The grave problem with biotech investing is that it appeals as much to your heart as your mind. It appeals to your optimism, to your spirit as a buoyant, can-do capitalist. Biotech investors who do their homework always feel they have logical reasons for what they consider intelligent wagers on pharmaceutical science, and that is why the sector appeals to many bright people.
But the reality is that most fatal illnesses remain as stubbornly resistant to attack today as in the days of Hippocrates. For every therapy that the FDA approves for human consumption -- creating billion-dollar companies and millionaire shareholders -- there are hundreds that it rejects, creating unending pain and tremendous losses.
At this moment in time, there are 116 public biotech companies whose shares are up at least 1% in the past 12 months. Yet there are 165 more that have suffered losses in the past year. That's sad but not tragic. Where it gets ugly is at the extremes, as there are 20 that have suffered losses of 40% or worse in the past year. Just eight have gone the other direction and doubled, and most of those are already well off their highs.
Conflicting results
Dendreon is the poster child for what's wrong with biotech investing for most sensible people with limited investment funds: Its researchers have tackled a terrible disease, which kills 27,000 men a year, in an innovative, seemingly brilliant way.
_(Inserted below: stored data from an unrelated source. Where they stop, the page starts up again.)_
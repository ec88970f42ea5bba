use crate::{Identity, Role};

/// Outcome of gating a navigation target.
#[derive(Debug, Clone, Copy, PartialEq, Eq)]
pub enum Access {
    /// Render the requested content.
    Granted,
    /// No identity: send the user to the login page.
    RedirectToLogin,
    /// Authenticated but lacking the required role: send the user to the
    /// default authenticated landing page.
    RedirectToLanding,
}

impl Access {
    pub fn is_granted(&self) -> bool {
        matches!(self, Access::Granted)
    }
}

/// Gate a navigation target on the current identity.
///
/// - No IO
/// - No panics
/// - Pure: callers re-evaluate on every navigation and identity change.
pub fn guard(identity: Option<&Identity>, required: Option<Role>) -> Access {
    let Some(identity) = identity else {
        return Access::RedirectToLogin;
    };

    match required {
        Some(role) if identity.role != role => Access::RedirectToLanding,
        _ => Access::Granted,
    }
}
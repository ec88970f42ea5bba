//! Client configuration, resolved from the environment.

use std::path::PathBuf;
use std::time::Duration;

use thiserror::Error;

use jury_observability::LogFormat;

pub const DEFAULT_API_URL: &str = "http://localhost:8000";
pub const DEFAULT_TIMEOUT_SECS: u64 = 30;

/// File name of the persisted access token inside the data directory.
pub const TOKEN_FILE_NAME: &str = "access_token";

#[derive(Debug, Error)]
pub enum ConfigError {
    #[error("{var} is invalid: {reason}")]
    Invalid { var: &'static str, reason: String },

    #[error("failed to resolve a data directory for the session token; set JURY_TOKEN_PATH")]
    NoDataDir,
}

/// Immutable configuration of one client process.
#[derive(Debug, Clone, PartialEq, Eq)]
pub struct ClientConfig {
    /// Base URL of the evaluation backend, without trailing slash.
    pub api_url: String,
    /// Where the session token is persisted between runs.
    pub token_path: PathBuf,
    /// Per-request timeout.
    pub timeout: Duration,
    pub log_format: LogFormat,
}

impl ClientConfig {
    /// Load from the process environment.
    ///
    /// - `JURY_API_URL` (default `http://localhost:8000`)
    /// - `JURY_TOKEN_PATH` (default `<data_dir>/jury/access_token`)
    /// - `JURY_HTTP_TIMEOUT_SECS` (default 30)
    /// - `JURY_LOG_FORMAT` (`text` | `json`, default `text`)
    pub fn from_env() -> Result<Self, ConfigError> {
        Self::from_lookup(|key| std::env::var(key).ok())
    }

    /// Load from an arbitrary key lookup (the environment in production).
    pub fn from_lookup<F>(lookup: F) -> Result<Self, ConfigError>
    where
        F: Fn(&str) -> Option<String>,
    {
        let api_url = lookup("JURY_API_URL")
            .filter(|v| !v.trim().is_empty())
            .unwrap_or_else(|| DEFAULT_API_URL.to_string());
        let api_url = normalize_api_url(&api_url)?;

        let token_path = match lookup("JURY_TOKEN_PATH").filter(|v| !v.trim().is_empty()) {
            Some(path) => PathBuf::from(path),
            None => default_token_path()?,
        };

        let timeout = match lookup("JURY_HTTP_TIMEOUT_SECS") {
            Some(raw) => {
                let secs = raw.trim().parse::<u64>().map_err(|e| ConfigError::Invalid {
                    var: "JURY_HTTP_TIMEOUT_SECS",
                    reason: e.to_string(),
                })?;
                if secs == 0 {
                    return Err(ConfigError::Invalid {
                        var: "JURY_HTTP_TIMEOUT_SECS",
                        reason: "must be greater than zero".to_string(),
                    });
                }
                Duration::from_secs(secs)
            }
            None => Duration::from_secs(DEFAULT_TIMEOUT_SECS),
        };

        let log_format = match lookup("JURY_LOG_FORMAT") {
            Some(raw) => raw.parse::<LogFormat>().map_err(|e| ConfigError::Invalid {
                var: "JURY_LOG_FORMAT",
                reason: e.to_string(),
            })?,
            None => LogFormat::default(),
        };

        Ok(Self {
            api_url,
            token_path,
            timeout,
            log_format,
        })
    }

    pub fn with_api_url(mut self, api_url: &str) -> Result<Self, ConfigError> {
        self.api_url = normalize_api_url(api_url)?;
        Ok(self)
    }

    pub fn with_token_path(mut self, token_path: impl Into<PathBuf>) -> Self {
        self.token_path = token_path.into();
        self
    }
}

fn normalize_api_url(raw: &str) -> Result<String, ConfigError> {
    let url = raw.trim().trim_end_matches('/');
    if !(url.starts_with("http://") || url.starts_with("https://")) {
        return Err(ConfigError::Invalid {
            var: "JURY_API_URL",
            reason: format!("'{raw}' is not an http(s) URL"),
        });
    }
    Ok(url.to_string())
}

/// `{data_dir}/jury/access_token`, falling back to `~/.local/share`.
fn default_token_path() -> Result<PathBuf, ConfigError> {
    let base = dirs::data_dir()
        .or_else(|| {
            dirs::home_dir().map(|mut h| {
                h.push(".local");
                h.push("share");
                h
            })
        })
        .ok_or(ConfigError::NoDataDir)?;

    let mut path = base;
    path.push("jury");
    path.push(TOKEN_FILE_NAME);
    Ok(path)
}
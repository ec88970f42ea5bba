//! Plain-text rendering helpers for the terminal screens.

/// Left-aligned text table with a header row.
#[derive(Debug, Clone, Default)]
pub struct Table {
    headers: Vec<String>,
    rows: Vec<Vec<String>>,
}

impl Table {
    pub fn new<I, S>(headers: I) -> Self
    where
        I: IntoIterator<Item = S>,
        S: Into<String>,
    {
        Self {
            headers: headers.into_iter().map(Into::into).collect(),
            rows: Vec::new(),
        }
    }

    pub fn row<I, S>(&mut self, cells: I) -> &mut Self
    where
        I: IntoIterator<Item = S>,
        S: Into<String>,
    {
        self.rows.push(cells.into_iter().map(Into::into).collect());
        self
    }

    pub fn is_empty(&self) -> bool {
        self.rows.is_empty()
    }

    pub fn render(&self) -> String {
        let columns = self
            .rows
            .iter()
            .map(Vec::len)
            .chain(std::iter::once(self.headers.len()))
            .max()
            .unwrap_or(0);

        let mut widths = vec![0usize; columns];
        for line in std::iter::once(&self.headers).chain(self.rows.iter()) {
            for (i, cell) in line.iter().enumerate() {
                widths[i] = widths[i].max(cell.chars().count());
            }
        }

        let mut out = String::new();
        push_line(&mut out, &self.headers, &widths);
        let rule: Vec<String> = widths.iter().map(|w| "-".repeat(*w)).collect();
        push_line(&mut out, &rule, &widths);
        for row in &self.rows {
            push_line(&mut out, row, &widths);
        }
        out
    }
}

fn push_line(out: &mut String, cells: &[String], widths: &[usize]) {
    let mut line = String::new();
    for (i, width) in widths.iter().enumerate() {
        let cell = cells.get(i).map(String::as_str).unwrap_or("");
        if i > 0 {
            line.push_str("  ");
        }
        line.push_str(cell);
        line.extend(std::iter::repeat_n(' ', width - cell.chars().count()));
    }
    out.push_str(line.trim_end());
    out.push('\n');
}

/// Text shown for an optional field.
pub fn or_dash(value: Option<&str>) -> &str {
    match value {
        Some(v) if !v.trim().is_empty() => v,
        _ => "-",
    }
}

/// Date part of a backend timestamp (`2024-05-01T10:00:00` → `2024-05-01`).
pub fn date_only(value: Option<&str>) -> &str {
    match value {
        Some(v) if !v.trim().is_empty() => v.split(['T', ' ']).next().unwrap_or(v),
        _ => "-",
    }
}
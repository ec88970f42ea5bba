use jury_auth::{Identity, Role};

use crate::api::ApiClient;
use crate::notify::Notification;
use crate::routes::Route;
use crate::types::FinalScore;

use super::{call_failed, heading, impl_notifications};

/// Statistics cards of the administrator dashboard.
#[derive(Debug, Clone, PartialEq)]
pub struct AdminStats {
    pub categories: usize,
    pub candidates: usize,
    pub juries: usize,
    /// Mean final note over every category's final scores; 0 when none.
    pub global_average: f64,
}

#[derive(Debug, Clone, PartialEq)]
pub enum DashboardView {
    Admin(AdminStats),
    Jury(Identity),
}

#[derive(Debug)]
pub struct DashboardScreen {
    api: ApiClient,
    view: Option<DashboardView>,
    notice: Option<Notification>,
}

impl DashboardScreen {
    pub fn new(api: ApiClient) -> Self {
        Self {
            api,
            view: None,
            notice: None,
        }
    }

    pub fn view(&self) -> Option<&DashboardView> {
        self.view.as_ref()
    }

    /// Build the view for the current identity. The jury view is local; the
    /// admin view loads statistics.
    pub async fn mount(&mut self) {
        let Some(identity) = self.api.session().identity() else {
            self.view = None;
            return;
        };

        match identity.role {
            Role::Jury => self.view = Some(DashboardView::Jury(identity)),
            Role::Admin => match self.load_stats().await {
                Ok(stats) => self.view = Some(DashboardView::Admin(stats)),
                Err(notice) => self.notice = Some(notice),
            },
        }
    }

    async fn load_stats(&self) -> Result<AdminStats, Notification> {
        let (categories, candidates, users) = tokio::try_join!(
            self.api.list_categories(),
            self.api.list_candidates(),
            self.api.list_users(),
        )
        .map_err(|err| call_failed(&err, "Failed to load the dashboard"))?;

        let mut scores: Vec<FinalScore> = Vec::new();
        for category in &categories {
            match self.api.final_scores(category.id).await {
                Ok(mut batch) => scores.append(&mut batch),
                Err(err) => {
                    tracing::debug!(category = %category.id, error = %err, "final scores unavailable; skipped");
                }
            }
        }

        Ok(AdminStats {
            categories: categories.len(),
            candidates: candidates.len(),
            juries: users.iter().filter(|u| u.role == Role::Jury).count(),
            global_average: mean(scores.iter().map(|s| s.final_note)),
        })
    }

    pub fn render(&self) -> String {
        match &self.view {
            None => heading(Route::Dashboard.title()),
            Some(DashboardView::Admin(stats)) => {
                let mut out = heading("Dashboard - Administrator");
                out.push_str(&format!("Categories      {}\n", stats.categories));
                out.push_str(&format!("Candidates      {}\n", stats.candidates));
                out.push_str(&format!("Juries          {}\n", stats.juries));
                out.push_str(&format!("Global average  {:.2}\n", stats.global_average));
                out.push_str("\nSee the final results: jury final-scores --category <ID>\n");
                out
            }
            Some(DashboardView::Jury(identity)) => {
                let mut out = heading(&format!("Welcome, {}", identity.name));
                out.push_str(&format!("Email: {}\n", identity.email));
                out.push_str(&format!("Role:  {}\n", identity.role));
                out.push_str("\nYou can start scoring the candidates of your categories:\n");
                out.push_str("  jury scores show --category <ID>\n");
                out
            }
        }
    }
}

impl_notifications!(DashboardScreen, Route::Dashboard);

fn mean(values: impl Iterator<Item = f64>) -> f64 {
    let (sum, count) = values.fold((0.0, 0usize), |(sum, n), v| (sum + v, n + 1));
    if count == 0 { 0.0 } else { sum / count as f64 }
}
Its lead product candidate, called Sipuleucel-T by scientists and Provenge by the marketing department, is designed to stimulate a patient's own immune system to battle advanced metastatic prostate cancer.This is an awesome idea because unlike conventional chemotherapy and radiation treatment, it's not a highly toxic compound that makes patients sick while they try to recover. Moreover, patients don't have a lot of choices. The most common treatment, a drug called Taxotere from Sanofi-Aventis (SNY, news, msgs), doesn't work so well and causes miserable side effects such as nausea, hair loss and mouth sores.
The problem is that while Provenge has been found to prolong the lives of patients with advanced prostate cancer by four months, in one clinical study reviewed by a company-sponsored panel of scientists, it didn't meet its primary goal of slowing the spread of the disease. There are also questions about whether the trial was lengthy enough or included enough patients.